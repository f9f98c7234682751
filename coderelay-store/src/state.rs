//! Persisted per-provider usage state.
//!
//! The whole document is one JSON object with camelCase keys:
//!
//! ```json
//! { "version": 1, "providers": { "claude": { "requestsToday": 3, ... } } }
//! ```

use chrono::{DateTime, NaiveDate, Utc};
use serde::{Deserialize, Serialize};
use std::collections::BTreeMap;

/// Document version written by this build.
pub const CURRENT_VERSION: u32 = 1;

/// Number of error records kept per provider.
pub const MAX_LAST_ERRORS: usize = 10;

// ============================================================================
// Error Record
// ============================================================================

/// One recorded provider failure.
#[derive(Debug, Clone, PartialEq, Eq, Serialize, Deserialize)]
#[serde(rename_all = "camelCase")]
pub struct ErrorRecord {
    /// When the failure was recorded.
    pub at: DateTime<Utc>,
    /// `"{KIND}: {message}"`.
    pub message: String,
}

// ============================================================================
// Provider State
// ============================================================================

/// Usage counters and cooldown for a single provider.
#[derive(Debug, Clone, PartialEq, Eq, Serialize, Deserialize)]
#[serde(rename_all = "camelCase")]
pub struct ProviderState {
    /// Last successful request.
    #[serde(default, skip_serializing_if = "Option::is_none")]
    pub last_used_at: Option<DateTime<Utc>>,
    /// Successful requests since `last_reset`.
    #[serde(default)]
    pub requests_today: u32,
    /// Local calendar day the daily counters belong to.
    pub last_reset: NaiveDate,
    /// Skip this provider until then.
    #[serde(default, skip_serializing_if = "Option::is_none")]
    pub out_of_credits_until: Option<DateTime<Utc>>,
    /// Most recent failures, oldest first.
    #[serde(default)]
    pub last_errors: Vec<ErrorRecord>,
    /// Failures since the last success.
    #[serde(default)]
    pub consecutive_errors: u32,
    /// Tokens reported by successful requests today.
    #[serde(default)]
    pub tokens_saved_today: u64,
    /// Tokens reported since the state was created.
    #[serde(default)]
    pub total_tokens_saved: u64,
}

impl ProviderState {
    /// Zeroed state for `today`.
    pub fn new(today: NaiveDate) -> Self {
        Self {
            last_used_at: None,
            requests_today: 0,
            last_reset: today,
            out_of_credits_until: None,
            last_errors: Vec::new(),
            consecutive_errors: 0,
            tokens_saved_today: 0,
            total_tokens_saved: 0,
        }
    }

    /// Resets the daily counters if `today` is a later day.
    ///
    /// Returns true if anything changed.
    pub fn roll_over(&mut self, today: NaiveDate) -> bool {
        if today <= self.last_reset {
            return false;
        }
        self.requests_today = 0;
        self.tokens_saved_today = 0;
        self.out_of_credits_until = None;
        self.last_reset = today;
        true
    }

    /// Returns true while the cooldown is in the future.
    ///
    /// A cooldown in the past counts as absent.
    pub fn is_out_of_credits(&self, now: DateTime<Utc>) -> bool {
        self.out_of_credits_until.is_some_and(|until| until > now)
    }

    /// Appends an error record, evicting the oldest past the cap.
    pub fn push_error(&mut self, record: ErrorRecord) {
        self.last_errors.push(record);
        if self.last_errors.len() > MAX_LAST_ERRORS {
            let excess = self.last_errors.len() - MAX_LAST_ERRORS;
            self.last_errors.drain(..excess);
        }
        self.consecutive_errors = self.consecutive_errors.saturating_add(1);
    }

    /// Applies a successful request.
    pub fn record_success(&mut self, at: DateTime<Utc>, tokens_saved: u64) {
        self.requests_today = self.requests_today.saturating_add(1);
        self.last_used_at = Some(at);
        self.last_errors.clear();
        self.consecutive_errors = 0;
        self.tokens_saved_today = self.tokens_saved_today.saturating_add(tokens_saved);
        self.total_tokens_saved = self.total_tokens_saved.saturating_add(tokens_saved);
    }

    /// Clears counters, errors and cooldown; keeps the lifetime token total.
    pub fn reset(&mut self, today: NaiveDate) {
        let total = self.total_tokens_saved;
        *self = Self::new(today);
        self.total_tokens_saved = total;
    }
}

// ============================================================================
// Full State
// ============================================================================

/// The persisted document.
#[derive(Debug, Clone, PartialEq, Eq, Serialize, Deserialize)]
#[serde(rename_all = "camelCase")]
pub struct FullState {
    /// Document version.
    pub version: u32,
    /// State by provider id.
    #[serde(default)]
    pub providers: BTreeMap<String, ProviderState>,
}

impl Default for FullState {
    fn default() -> Self {
        Self {
            version: CURRENT_VERSION,
            providers: BTreeMap::new(),
        }
    }
}

#[cfg(test)]
mod tests {
    use super::*;
    use chrono::{Duration, TimeZone};

    fn day(d: u32) -> NaiveDate {
        NaiveDate::from_ymd_opt(2026, 3, d).unwrap()
    }

    fn at(h: u32) -> DateTime<Utc> {
        Utc.with_ymd_and_hms(2026, 3, 1, h, 0, 0).unwrap()
    }

    #[test]
    fn test_roll_over_only_on_later_day() {
        let mut state = ProviderState::new(day(1));
        state.record_success(at(1), 50);
        state.out_of_credits_until = Some(at(5));

        assert!(!state.roll_over(day(1)));
        assert_eq!(state.requests_today, 1);

        assert!(state.roll_over(day(2)));
        assert_eq!(state.requests_today, 0);
        assert_eq!(state.tokens_saved_today, 0);
        assert_eq!(state.total_tokens_saved, 50);
        assert!(state.out_of_credits_until.is_none());
        assert_eq!(state.last_reset, day(2));
    }

    #[test]
    fn test_past_cooldown_counts_as_absent() {
        let mut state = ProviderState::new(day(1));
        state.out_of_credits_until = Some(at(2));

        assert!(state.is_out_of_credits(at(1)));
        assert!(!state.is_out_of_credits(at(2)));
        assert!(!state.is_out_of_credits(at(2) + Duration::minutes(1)));
        assert!(state.out_of_credits_until.is_some());
    }

    #[test]
    fn test_error_cap_evicts_oldest() {
        let mut state = ProviderState::new(day(1));
        for i in 0..12 {
            state.push_error(ErrorRecord {
                at: at(0),
                message: format!("TRANSIENT: {i}"),
            });
        }

        assert_eq!(state.last_errors.len(), MAX_LAST_ERRORS);
        assert_eq!(state.last_errors[0].message, "TRANSIENT: 2");
        assert_eq!(state.last_errors[9].message, "TRANSIENT: 11");
        assert_eq!(state.consecutive_errors, 12);
    }

    #[test]
    fn test_success_clears_errors() {
        let mut state = ProviderState::new(day(1));
        state.push_error(ErrorRecord {
            at: at(0),
            message: "TIMEOUT: slow".into(),
        });
        state.record_success(at(1), 7);

        assert!(state.last_errors.is_empty());
        assert_eq!(state.consecutive_errors, 0);
        assert_eq!(state.last_used_at, Some(at(1)));
    }

    #[test]
    fn test_camel_case_document() {
        let mut doc = FullState::default();
        let mut state = ProviderState::new(day(1));
        state.out_of_credits_until = Some(at(3));
        doc.providers.insert("claude".into(), state);

        let json = serde_json::to_value(&doc).unwrap();
        assert_eq!(json["version"], 1);
        let claude = &json["providers"]["claude"];
        assert_eq!(claude["requestsToday"], 0);
        assert_eq!(claude["lastReset"], "2026-03-01");
        assert!(claude.get("outOfCreditsUntil").is_some());
        assert!(claude.get("totalTokensSaved").is_some());
        assert!(claude.get("lastUsedAt").is_none());
    }
}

§ **ABOUT THIS EXERCISE**
Please copy the lines above from the line with "lifetime token total." up to and including the line with "state.out_of_credits_until = Some(at(2));", exactly as written and with nothing else.

§ **OUTPUT FOR THIS TASK**
    /// Clears counters, errors and cooldown; keeps the lifetime token total.
    pub fn reset(&mut self, today: NaiveDate) {
        let total = self.total_tokens_saved;
        *self = Self::new(today);
        self.total_tokens_saved = total;
    }
}

// ============================================================================
// Full State
// ============================================================================

/// The persisted document.
#[derive(Debug, Clone, PartialEq, Eq, Serialize, Deserialize)]
#[serde(rename_all = "camelCase")]
pub struct FullState {
    /// Document version.
    pub version: u32,
    /// State by provider id.
    #[serde(default)]
    pub providers: BTreeMap<String, ProviderState>,
}

impl Default for FullState {
    fn default() -> Self {
        Self {
            version: CURRENT_VERSION,
            providers: BTreeMap::new(),
        }
    }
}

#[cfg(test)]
mod tests {
    use super::*;
    use chrono::{Duration, TimeZone};

    fn day(d: u32) -> NaiveDate {
        NaiveDate::from_ymd_opt(2026, 3, d).unwrap()
    }

    fn at(h: u32) -> DateTime<Utc> {
        Utc.with_ymd_and_hms(2026, 3, 1, h, 0, 0).unwrap()
    }

    #[test]
    fn test_roll_over_only_on_later_day() {
        let mut state = ProviderState::new(day(1));
        state.record_success(at(1), 50);
        state.out_of_credits_until = Some(at(5));

        assert!(!state.roll_over(day(1)));
        assert_eq!(state.requests_today, 1);

        assert!(state.roll_over(day(2)));
        assert_eq!(state.requests_today, 0);
        assert_eq!(state.tokens_saved_today, 0);
        assert_eq!(state.total_tokens_saved, 50);
        assert!(state.out_of_credits_until.is_none());
        assert_eq!(state.last_reset, day(2));
    }

    #[test]
    fn test_past_cooldown_counts_as_absent() {
        let mut state = ProviderState::new(day(1));
        state.out_of_credits_until = Some(at(2));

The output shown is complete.